Collected data
'''

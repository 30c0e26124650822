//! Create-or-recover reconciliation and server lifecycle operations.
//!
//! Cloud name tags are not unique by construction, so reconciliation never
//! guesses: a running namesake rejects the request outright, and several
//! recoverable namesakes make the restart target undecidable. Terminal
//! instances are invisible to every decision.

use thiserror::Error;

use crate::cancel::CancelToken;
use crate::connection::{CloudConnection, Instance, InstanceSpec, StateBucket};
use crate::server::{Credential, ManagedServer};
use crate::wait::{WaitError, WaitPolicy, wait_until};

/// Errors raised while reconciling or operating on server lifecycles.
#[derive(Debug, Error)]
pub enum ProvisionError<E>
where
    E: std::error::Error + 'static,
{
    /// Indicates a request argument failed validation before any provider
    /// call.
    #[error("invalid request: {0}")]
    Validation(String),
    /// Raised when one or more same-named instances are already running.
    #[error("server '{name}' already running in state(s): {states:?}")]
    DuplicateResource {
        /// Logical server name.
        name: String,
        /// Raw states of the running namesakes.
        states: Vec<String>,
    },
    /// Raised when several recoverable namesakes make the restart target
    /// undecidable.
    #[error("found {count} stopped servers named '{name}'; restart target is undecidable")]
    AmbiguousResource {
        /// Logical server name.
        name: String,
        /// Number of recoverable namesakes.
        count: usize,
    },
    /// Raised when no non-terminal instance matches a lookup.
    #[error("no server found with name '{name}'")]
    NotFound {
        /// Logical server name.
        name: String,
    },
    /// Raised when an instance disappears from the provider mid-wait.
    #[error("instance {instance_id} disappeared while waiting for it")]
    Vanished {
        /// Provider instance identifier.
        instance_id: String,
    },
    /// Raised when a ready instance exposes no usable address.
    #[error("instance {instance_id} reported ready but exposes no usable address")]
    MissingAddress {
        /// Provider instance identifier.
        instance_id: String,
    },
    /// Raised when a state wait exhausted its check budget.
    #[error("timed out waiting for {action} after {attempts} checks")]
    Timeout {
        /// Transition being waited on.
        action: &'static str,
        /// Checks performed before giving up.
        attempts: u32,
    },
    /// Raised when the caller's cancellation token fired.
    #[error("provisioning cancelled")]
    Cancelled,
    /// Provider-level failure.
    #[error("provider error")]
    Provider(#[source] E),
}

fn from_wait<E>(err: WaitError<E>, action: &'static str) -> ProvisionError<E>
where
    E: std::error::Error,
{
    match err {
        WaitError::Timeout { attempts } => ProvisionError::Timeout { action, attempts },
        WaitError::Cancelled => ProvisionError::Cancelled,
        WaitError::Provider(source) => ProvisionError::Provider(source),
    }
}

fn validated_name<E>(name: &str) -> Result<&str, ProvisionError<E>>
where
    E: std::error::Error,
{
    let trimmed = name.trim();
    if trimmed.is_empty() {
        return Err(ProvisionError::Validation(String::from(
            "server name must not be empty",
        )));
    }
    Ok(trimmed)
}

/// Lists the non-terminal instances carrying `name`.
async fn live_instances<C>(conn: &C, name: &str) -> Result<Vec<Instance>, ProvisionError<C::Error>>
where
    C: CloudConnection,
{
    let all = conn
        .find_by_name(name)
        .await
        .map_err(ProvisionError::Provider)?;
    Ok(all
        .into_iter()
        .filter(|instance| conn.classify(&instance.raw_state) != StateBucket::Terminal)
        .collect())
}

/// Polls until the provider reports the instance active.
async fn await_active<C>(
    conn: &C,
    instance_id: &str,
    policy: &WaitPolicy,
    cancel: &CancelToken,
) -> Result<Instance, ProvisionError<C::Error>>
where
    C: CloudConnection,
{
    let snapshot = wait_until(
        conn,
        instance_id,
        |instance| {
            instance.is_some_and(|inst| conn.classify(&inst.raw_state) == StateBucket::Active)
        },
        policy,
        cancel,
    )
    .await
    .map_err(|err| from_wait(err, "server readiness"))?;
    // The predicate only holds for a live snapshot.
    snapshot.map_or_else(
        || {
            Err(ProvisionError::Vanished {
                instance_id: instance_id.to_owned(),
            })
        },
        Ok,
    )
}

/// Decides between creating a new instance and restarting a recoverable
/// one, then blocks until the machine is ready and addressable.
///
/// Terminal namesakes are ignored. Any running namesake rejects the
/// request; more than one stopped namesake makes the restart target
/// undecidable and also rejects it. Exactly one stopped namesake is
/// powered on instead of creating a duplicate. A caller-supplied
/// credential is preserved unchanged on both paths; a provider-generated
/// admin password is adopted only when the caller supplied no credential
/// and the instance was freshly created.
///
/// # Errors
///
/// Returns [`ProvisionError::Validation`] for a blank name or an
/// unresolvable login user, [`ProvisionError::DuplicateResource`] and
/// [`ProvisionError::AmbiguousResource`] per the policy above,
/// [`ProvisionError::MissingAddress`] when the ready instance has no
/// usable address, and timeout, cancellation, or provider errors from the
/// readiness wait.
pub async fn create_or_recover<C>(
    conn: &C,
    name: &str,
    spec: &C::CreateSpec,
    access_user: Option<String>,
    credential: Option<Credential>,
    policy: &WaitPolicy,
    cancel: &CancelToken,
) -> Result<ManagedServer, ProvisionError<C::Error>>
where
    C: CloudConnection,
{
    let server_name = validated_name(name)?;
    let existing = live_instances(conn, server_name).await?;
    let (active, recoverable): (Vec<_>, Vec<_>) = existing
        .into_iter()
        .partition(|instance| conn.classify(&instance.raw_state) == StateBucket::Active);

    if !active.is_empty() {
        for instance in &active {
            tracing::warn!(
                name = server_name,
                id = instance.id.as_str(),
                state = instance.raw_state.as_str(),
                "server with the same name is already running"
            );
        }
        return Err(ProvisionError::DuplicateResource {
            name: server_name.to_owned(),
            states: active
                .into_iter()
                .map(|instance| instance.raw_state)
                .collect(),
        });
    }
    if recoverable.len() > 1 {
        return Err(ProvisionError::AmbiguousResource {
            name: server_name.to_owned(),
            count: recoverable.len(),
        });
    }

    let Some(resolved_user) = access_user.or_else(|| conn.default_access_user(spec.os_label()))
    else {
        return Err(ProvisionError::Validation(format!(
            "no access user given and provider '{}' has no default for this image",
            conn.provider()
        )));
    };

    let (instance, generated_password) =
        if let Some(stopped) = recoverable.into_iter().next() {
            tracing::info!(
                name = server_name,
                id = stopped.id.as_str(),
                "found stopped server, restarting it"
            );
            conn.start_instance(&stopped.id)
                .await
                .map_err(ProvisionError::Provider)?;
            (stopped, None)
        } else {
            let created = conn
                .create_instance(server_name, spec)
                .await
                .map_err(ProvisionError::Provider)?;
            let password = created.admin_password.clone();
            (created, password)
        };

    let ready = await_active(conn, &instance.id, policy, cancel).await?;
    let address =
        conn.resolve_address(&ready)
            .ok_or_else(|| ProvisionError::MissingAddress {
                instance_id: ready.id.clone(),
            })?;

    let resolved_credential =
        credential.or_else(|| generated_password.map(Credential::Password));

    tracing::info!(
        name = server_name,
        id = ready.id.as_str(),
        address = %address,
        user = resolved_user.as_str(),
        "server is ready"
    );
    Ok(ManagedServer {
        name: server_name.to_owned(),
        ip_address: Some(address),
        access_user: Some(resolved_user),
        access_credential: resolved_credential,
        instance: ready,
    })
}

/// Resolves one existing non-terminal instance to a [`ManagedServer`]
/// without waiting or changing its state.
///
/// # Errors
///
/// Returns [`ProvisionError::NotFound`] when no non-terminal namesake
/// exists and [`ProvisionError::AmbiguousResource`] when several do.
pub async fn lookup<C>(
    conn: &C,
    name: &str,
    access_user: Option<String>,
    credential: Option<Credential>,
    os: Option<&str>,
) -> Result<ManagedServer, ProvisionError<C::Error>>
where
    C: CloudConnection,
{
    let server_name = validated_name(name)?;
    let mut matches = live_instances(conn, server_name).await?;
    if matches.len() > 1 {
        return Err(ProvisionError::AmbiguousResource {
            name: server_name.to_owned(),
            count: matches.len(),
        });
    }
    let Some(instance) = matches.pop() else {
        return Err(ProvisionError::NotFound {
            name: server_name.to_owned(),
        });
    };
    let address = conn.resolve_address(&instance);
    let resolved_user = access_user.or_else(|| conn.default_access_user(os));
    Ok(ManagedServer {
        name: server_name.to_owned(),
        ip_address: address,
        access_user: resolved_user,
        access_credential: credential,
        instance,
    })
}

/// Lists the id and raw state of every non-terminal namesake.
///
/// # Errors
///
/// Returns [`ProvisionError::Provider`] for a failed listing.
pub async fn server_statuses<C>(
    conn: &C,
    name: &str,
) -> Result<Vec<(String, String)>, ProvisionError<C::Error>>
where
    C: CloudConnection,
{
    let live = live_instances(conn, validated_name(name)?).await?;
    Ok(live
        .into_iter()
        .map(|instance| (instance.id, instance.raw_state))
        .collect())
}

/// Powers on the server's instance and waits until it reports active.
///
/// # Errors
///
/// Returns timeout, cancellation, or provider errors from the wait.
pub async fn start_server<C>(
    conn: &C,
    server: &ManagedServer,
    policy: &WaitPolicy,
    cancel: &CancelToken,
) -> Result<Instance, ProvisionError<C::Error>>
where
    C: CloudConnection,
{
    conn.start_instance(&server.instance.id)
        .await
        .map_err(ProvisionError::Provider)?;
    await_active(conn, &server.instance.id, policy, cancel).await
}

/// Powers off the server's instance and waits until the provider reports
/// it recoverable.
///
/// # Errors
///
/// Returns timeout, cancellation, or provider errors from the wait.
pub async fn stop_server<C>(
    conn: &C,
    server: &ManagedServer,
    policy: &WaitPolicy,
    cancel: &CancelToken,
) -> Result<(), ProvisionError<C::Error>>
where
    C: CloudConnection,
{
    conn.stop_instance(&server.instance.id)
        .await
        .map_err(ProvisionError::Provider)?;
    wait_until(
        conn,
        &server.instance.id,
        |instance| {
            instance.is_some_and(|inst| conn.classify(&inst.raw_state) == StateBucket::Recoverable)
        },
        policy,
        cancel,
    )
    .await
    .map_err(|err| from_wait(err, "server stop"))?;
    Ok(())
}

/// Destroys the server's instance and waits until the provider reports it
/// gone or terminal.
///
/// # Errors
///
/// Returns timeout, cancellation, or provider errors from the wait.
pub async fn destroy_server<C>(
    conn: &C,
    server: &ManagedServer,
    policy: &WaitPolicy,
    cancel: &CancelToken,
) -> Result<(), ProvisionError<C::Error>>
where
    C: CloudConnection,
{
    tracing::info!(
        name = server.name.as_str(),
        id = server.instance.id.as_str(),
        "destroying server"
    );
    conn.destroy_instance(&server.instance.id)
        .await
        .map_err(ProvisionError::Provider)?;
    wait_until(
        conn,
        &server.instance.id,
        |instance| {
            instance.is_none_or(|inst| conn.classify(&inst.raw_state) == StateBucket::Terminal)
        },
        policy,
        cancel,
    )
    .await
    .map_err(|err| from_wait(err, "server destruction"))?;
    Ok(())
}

'''
'''

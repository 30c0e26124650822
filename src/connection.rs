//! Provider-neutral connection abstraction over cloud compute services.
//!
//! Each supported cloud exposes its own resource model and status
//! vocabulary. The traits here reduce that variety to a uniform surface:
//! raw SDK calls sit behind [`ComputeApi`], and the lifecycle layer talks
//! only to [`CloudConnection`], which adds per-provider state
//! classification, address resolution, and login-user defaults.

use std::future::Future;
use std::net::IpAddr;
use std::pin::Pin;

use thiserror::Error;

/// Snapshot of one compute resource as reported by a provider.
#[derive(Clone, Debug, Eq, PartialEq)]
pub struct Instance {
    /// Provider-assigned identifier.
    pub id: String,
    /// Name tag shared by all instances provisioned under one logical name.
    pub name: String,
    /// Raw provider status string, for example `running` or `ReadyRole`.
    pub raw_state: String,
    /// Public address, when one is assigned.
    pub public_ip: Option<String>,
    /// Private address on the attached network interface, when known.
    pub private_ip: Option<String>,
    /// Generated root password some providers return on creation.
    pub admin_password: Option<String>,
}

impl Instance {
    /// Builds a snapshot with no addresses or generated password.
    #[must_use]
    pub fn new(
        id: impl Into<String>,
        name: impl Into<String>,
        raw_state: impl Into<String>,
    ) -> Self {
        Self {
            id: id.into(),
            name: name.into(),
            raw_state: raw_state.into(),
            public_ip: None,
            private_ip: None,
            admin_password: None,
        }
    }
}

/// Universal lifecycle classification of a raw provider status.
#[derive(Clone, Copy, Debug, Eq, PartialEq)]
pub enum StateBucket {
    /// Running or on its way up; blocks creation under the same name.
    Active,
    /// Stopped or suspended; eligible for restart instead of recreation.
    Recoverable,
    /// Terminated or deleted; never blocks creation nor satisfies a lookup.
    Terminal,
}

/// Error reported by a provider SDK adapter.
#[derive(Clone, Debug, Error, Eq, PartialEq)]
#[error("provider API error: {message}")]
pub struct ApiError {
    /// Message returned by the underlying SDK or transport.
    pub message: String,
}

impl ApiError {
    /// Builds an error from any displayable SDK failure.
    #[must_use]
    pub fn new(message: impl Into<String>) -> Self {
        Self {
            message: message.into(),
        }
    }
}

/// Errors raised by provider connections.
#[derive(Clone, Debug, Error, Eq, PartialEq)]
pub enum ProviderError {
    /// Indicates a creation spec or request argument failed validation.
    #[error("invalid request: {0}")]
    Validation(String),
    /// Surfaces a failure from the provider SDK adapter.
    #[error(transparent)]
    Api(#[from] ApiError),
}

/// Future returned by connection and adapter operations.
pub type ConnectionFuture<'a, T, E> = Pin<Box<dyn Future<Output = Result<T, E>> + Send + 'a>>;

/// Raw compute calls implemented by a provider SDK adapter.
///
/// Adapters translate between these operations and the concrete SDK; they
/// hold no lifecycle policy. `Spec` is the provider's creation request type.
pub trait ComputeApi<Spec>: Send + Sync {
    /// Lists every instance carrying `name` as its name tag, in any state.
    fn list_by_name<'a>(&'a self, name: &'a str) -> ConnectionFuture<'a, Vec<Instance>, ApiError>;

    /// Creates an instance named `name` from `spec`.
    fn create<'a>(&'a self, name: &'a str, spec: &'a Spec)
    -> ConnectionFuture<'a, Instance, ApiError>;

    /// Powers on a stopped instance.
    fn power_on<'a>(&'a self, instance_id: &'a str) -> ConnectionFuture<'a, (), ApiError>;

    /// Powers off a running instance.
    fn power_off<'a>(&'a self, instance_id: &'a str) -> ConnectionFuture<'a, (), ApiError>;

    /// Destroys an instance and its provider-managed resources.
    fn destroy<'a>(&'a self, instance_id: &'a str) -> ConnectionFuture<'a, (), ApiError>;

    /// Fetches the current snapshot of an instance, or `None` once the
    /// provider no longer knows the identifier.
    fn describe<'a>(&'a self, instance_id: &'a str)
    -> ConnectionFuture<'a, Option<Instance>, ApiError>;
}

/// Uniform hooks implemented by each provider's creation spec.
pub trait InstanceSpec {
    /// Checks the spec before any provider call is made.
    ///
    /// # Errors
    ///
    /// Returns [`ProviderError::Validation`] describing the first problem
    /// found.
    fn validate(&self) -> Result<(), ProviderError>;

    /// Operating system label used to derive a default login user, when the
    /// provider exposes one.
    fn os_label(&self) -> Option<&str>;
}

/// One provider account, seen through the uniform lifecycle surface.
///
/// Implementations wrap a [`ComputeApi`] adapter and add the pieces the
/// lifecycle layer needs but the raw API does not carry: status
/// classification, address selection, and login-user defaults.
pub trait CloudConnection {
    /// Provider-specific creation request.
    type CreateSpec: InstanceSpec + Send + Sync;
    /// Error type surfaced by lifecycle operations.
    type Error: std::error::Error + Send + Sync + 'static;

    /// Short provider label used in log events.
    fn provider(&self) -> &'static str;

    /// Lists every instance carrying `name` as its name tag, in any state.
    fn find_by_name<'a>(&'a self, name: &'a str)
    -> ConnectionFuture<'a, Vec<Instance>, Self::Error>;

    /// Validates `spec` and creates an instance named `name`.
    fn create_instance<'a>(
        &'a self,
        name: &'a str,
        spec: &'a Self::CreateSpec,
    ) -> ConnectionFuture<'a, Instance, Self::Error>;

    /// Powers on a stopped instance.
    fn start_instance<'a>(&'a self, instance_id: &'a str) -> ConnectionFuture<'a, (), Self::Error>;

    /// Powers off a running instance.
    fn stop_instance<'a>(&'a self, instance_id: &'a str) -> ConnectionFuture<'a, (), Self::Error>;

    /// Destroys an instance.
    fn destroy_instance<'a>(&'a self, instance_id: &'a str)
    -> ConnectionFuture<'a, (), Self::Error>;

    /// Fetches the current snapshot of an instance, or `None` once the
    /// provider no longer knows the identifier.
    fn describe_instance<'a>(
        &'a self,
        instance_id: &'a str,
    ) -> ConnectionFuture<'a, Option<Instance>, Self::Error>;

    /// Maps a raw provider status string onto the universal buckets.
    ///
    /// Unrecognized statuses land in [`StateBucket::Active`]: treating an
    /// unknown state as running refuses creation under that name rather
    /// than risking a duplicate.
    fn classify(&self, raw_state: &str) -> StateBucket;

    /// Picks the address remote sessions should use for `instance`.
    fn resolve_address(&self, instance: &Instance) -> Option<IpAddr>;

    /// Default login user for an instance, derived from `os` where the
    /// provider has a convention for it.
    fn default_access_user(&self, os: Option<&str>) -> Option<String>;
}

'''
'''

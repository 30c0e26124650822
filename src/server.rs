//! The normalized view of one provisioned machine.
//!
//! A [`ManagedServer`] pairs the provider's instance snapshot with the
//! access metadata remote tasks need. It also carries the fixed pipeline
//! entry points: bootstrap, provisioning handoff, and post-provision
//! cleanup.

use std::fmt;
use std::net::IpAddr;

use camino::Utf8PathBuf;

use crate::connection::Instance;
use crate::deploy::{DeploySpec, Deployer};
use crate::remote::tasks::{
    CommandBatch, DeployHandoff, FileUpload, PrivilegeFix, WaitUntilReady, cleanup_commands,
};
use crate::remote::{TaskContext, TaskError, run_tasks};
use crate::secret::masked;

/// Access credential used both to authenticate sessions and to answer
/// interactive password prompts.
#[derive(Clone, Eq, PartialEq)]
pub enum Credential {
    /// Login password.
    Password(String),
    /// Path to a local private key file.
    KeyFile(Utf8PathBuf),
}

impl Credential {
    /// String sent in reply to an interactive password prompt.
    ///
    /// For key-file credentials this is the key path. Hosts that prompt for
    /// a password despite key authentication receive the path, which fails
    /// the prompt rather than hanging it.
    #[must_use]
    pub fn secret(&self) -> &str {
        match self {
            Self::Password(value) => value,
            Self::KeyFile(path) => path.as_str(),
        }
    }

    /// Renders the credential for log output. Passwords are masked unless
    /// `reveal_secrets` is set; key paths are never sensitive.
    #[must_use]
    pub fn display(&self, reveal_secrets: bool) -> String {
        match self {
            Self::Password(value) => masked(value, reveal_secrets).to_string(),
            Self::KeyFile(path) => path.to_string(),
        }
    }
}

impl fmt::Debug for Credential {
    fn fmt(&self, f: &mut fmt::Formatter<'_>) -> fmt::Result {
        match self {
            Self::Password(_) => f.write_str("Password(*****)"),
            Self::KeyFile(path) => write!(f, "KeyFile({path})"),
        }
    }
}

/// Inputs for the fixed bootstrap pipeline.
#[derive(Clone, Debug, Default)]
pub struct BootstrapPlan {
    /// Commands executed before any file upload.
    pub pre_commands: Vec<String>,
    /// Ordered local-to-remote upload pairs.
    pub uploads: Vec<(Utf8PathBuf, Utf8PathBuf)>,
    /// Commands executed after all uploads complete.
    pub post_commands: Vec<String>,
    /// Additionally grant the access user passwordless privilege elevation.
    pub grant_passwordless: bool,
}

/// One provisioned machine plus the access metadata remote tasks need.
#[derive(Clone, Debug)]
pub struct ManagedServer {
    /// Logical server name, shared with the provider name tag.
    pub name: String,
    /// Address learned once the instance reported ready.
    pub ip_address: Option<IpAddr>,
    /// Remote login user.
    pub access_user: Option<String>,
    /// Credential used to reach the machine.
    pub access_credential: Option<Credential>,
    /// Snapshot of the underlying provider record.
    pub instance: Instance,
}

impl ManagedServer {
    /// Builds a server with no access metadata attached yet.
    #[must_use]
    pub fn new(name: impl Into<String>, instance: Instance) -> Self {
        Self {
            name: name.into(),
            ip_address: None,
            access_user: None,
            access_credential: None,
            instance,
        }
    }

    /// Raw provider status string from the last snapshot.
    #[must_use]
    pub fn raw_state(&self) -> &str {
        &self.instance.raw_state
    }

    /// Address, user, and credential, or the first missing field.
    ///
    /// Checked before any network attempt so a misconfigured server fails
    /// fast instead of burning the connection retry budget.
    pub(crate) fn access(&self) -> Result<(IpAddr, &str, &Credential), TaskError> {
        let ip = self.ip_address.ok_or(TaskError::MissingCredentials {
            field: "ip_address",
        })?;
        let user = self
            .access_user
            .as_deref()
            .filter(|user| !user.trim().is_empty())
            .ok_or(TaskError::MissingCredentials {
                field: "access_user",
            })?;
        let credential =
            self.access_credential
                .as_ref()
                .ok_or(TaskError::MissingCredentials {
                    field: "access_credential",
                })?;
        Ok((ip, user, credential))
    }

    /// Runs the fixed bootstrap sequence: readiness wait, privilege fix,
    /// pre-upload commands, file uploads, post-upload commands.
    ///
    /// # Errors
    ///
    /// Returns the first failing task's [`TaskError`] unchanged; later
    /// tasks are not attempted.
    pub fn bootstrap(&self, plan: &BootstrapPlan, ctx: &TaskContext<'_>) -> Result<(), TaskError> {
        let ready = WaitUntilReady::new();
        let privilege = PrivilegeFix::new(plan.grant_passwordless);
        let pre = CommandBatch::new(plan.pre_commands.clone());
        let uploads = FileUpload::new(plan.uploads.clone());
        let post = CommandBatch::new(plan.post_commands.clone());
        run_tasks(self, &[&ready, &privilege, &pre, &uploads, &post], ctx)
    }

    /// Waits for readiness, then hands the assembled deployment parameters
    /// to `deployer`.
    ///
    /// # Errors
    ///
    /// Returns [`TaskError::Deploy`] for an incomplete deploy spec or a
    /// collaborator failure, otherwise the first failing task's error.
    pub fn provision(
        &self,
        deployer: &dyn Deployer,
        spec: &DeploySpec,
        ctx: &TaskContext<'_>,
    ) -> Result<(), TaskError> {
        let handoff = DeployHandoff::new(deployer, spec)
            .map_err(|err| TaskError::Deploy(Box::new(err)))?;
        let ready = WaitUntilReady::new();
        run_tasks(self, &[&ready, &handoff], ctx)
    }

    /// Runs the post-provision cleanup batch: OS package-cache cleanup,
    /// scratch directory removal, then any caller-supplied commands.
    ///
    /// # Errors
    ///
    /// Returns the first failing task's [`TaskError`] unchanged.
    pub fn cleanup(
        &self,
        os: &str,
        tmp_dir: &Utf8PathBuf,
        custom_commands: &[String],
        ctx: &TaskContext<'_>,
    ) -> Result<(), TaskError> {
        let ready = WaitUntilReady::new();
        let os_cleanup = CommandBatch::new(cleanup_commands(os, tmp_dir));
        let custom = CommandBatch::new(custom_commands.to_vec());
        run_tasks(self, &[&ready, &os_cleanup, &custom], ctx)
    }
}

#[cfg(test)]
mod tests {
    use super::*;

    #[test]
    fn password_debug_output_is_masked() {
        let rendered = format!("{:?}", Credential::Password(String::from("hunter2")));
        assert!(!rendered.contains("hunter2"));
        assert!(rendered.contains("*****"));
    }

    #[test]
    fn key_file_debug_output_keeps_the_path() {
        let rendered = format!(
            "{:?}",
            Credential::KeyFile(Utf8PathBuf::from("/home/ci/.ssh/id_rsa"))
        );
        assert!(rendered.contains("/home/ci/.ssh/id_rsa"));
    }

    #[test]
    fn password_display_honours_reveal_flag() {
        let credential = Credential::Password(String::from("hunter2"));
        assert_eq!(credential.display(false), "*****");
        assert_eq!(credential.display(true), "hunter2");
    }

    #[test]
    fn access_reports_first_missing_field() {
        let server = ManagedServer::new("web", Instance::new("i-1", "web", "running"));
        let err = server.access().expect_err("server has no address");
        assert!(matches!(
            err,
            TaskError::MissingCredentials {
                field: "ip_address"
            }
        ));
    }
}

'''

Return each line among the entries that holds the word "Send".

**EXERCISE OUTPUT:**
pub type ConnectionFuture<'a, T, E> = Pin<Box<dyn Future<Output = Result<T, E>> + Send + 'a>>;
pub trait ComputeApi<Spec>: Send + Sync {
    type CreateSpec: InstanceSpec + Send + Sync;
    type Error: std::error::Error + Send + Sync + 'static;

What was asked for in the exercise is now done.